• _Task goal_: Write out each line of the material below once more, exactly as it appears.

• _Available records_:
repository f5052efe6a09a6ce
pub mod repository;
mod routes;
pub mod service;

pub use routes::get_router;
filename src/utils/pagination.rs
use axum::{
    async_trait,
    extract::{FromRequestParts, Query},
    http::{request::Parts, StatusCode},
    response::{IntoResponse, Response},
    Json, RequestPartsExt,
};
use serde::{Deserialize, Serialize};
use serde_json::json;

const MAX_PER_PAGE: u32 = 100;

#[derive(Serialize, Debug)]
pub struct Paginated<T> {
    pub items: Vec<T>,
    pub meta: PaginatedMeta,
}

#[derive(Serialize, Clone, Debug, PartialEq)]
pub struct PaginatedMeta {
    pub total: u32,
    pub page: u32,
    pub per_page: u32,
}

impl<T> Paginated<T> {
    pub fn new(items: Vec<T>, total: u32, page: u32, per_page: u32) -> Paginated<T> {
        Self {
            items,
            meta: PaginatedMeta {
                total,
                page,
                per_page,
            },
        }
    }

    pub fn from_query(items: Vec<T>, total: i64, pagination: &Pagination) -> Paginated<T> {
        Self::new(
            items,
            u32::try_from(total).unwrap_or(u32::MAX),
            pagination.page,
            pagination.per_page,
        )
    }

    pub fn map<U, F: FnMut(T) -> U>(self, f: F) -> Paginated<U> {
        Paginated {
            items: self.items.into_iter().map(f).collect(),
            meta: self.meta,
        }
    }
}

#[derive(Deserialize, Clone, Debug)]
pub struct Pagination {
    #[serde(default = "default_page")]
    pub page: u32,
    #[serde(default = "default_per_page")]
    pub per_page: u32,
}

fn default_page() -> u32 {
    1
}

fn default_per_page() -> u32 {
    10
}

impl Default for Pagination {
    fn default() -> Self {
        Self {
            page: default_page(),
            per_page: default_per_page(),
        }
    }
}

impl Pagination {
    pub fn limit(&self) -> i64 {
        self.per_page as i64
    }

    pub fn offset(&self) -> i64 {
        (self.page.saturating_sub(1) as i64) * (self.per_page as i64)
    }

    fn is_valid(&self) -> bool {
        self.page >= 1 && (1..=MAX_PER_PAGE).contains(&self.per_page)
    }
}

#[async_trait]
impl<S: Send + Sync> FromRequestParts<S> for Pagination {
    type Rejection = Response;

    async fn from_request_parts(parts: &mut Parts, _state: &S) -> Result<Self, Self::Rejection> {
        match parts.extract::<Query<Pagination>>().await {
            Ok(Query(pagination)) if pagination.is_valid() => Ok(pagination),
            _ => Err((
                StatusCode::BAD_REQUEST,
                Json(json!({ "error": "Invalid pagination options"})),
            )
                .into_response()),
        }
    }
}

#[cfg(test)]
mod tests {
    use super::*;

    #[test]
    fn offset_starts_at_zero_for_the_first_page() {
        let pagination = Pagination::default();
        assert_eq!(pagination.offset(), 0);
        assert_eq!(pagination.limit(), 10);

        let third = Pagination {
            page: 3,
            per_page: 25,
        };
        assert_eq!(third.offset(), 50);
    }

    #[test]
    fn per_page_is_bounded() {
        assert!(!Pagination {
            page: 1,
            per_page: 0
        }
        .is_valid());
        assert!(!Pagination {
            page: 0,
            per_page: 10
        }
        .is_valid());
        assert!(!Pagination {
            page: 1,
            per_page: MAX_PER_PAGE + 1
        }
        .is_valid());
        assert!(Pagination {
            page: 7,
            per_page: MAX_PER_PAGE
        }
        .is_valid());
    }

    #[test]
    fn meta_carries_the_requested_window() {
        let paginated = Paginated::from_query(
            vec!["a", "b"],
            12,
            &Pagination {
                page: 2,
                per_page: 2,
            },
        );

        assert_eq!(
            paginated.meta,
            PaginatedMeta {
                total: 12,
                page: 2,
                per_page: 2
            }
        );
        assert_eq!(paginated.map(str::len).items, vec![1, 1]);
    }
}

• _Response area_:
repository f5052efe6a09a6ce
pub mod repository;
mod routes;
pub mod service;

pub use routes::get_router;
filename src/utils/pagination.rs
use axum::{
    async_trait,
    extract::{FromRequestParts, Query},
    http::{request::Parts, StatusCode},
    response::{IntoResponse, Response},
    Json, RequestPartsExt,
};
use serde::{Deserialize, Serialize};
use serde_json::json;

const MAX_PER_PAGE: u32 = 100;

#[derive(Serialize, Debug)]
pub struct Paginated<T> {
    pub items: Vec<T>,
    pub meta: PaginatedMeta,
}

#[derive(Serialize, Clone, Debug, PartialEq)]
pub struct PaginatedMeta {
    pub total: u32,
    pub page: u32,
    pub per_page: u32,
}

impl<T> Paginated<T> {
    pub fn new(items: Vec<T>, total: u32, page: u32, per_page: u32) -> Paginated<T> {
        Self {
            items,
            meta: PaginatedMeta {
                total,
                page,
                per_page,
            },
        }
    }

    pub fn from_query(items: Vec<T>, total: i64, pagination: &Pagination) -> Paginated<T> {
        Self::new(
            items,
            u32::try_from(total).unwrap_or(u32::MAX),
            pagination.page,
            pagination.per_page,
        )
    }

    pub fn map<U, F: FnMut(T) -> U>(self, f: F) -> Paginated<U> {
        Paginated {
            items: self.items.into_iter().map(f).collect(),
            meta: self.meta,
        }
    }
}

#[derive(Deserialize, Clone, Debug)]
pub struct Pagination {
    #[serde(default = "default_page")]
    pub page: u32,
    #[serde(default = "default_per_page")]
    pub per_page: u32,
}

fn default_page() -> u32 {
    1
}

fn default_per_page() -> u32 {
    10
}

impl Default for Pagination {
    fn default() -> Self {
        Self {
            page: default_page(),
            per_page: default_per_page(),
        }
    }
}

impl Pagination {
    pub fn limit(&self) -> i64 {
        self.per_page as i64
    }

    pub fn offset(&self) -> i64 {
        (self.page.saturating_sub(1) as i64) * (self.per_page as i64)
    }

    fn is_valid(&self) -> bool {
        self.page >= 1 && (1..=MAX_PER_PAGE).contains(&self.per_page)
    }
}

#[async_trait]
impl<S: Send + Sync> FromRequestParts<S> for Pagination {
    type Rejection = Response;

    async fn from_request_parts(parts: &mut Parts, _state: &S) -> Result<Self, Self::Rejection> {
        match parts.extract::<Query<Pagination>>().await {
            Ok(Query(pagination)) if pagination.is_valid() => Ok(pagination),
            _ => Err((
                StatusCode::BAD_REQUEST,
                Json(json!({ "error": "Invalid pagination options"})),
            )
                .into_response()),
        }
    }
}

#[cfg(test)]
mod tests {
    use super::*;

    #[test]
    fn offset_starts_at_zero_for_the_first_page() {
        let pagination = Pagination::default();
        assert_eq!(pagination.offset(), 0);
        assert_eq!(pagination.limit(), 10);

        let third = Pagination {
            page: 3,
            per_page: 25,
        };
        assert_eq!(third.offset(), 50);
    }

    #[test]
    fn per_page_is_bounded() {
        assert!(!Pagination {
            page: 1,
            per_page: 0
        }
        .is_valid());
        assert!(!Pagination {
            page: 0,
            per_page: 10
        }
        .is_valid());
        assert!(!Pagination {
            page: 1,
            per_page: MAX_PER_PAGE + 1
        }
        .is_valid());
        assert!(Pagination {
            page: 7,
            per_page: MAX_PER_PAGE
        }
        .is_valid());
    }

    #[test]
    fn meta_carries_the_requested_window() {
        let paginated = Paginated::from_query(
            vec!["a", "b"],
            12,
            &Pagination {
                page: 2,
                per_page: 2,
            },
        );

        assert_eq!(
            paginated.meta,
            PaginatedMeta {
                total: 12,
                page: 2,
                per_page: 2
            }
        );
        assert_eq!(paginated.map(str::len).items, vec![1, 1]);
    }
}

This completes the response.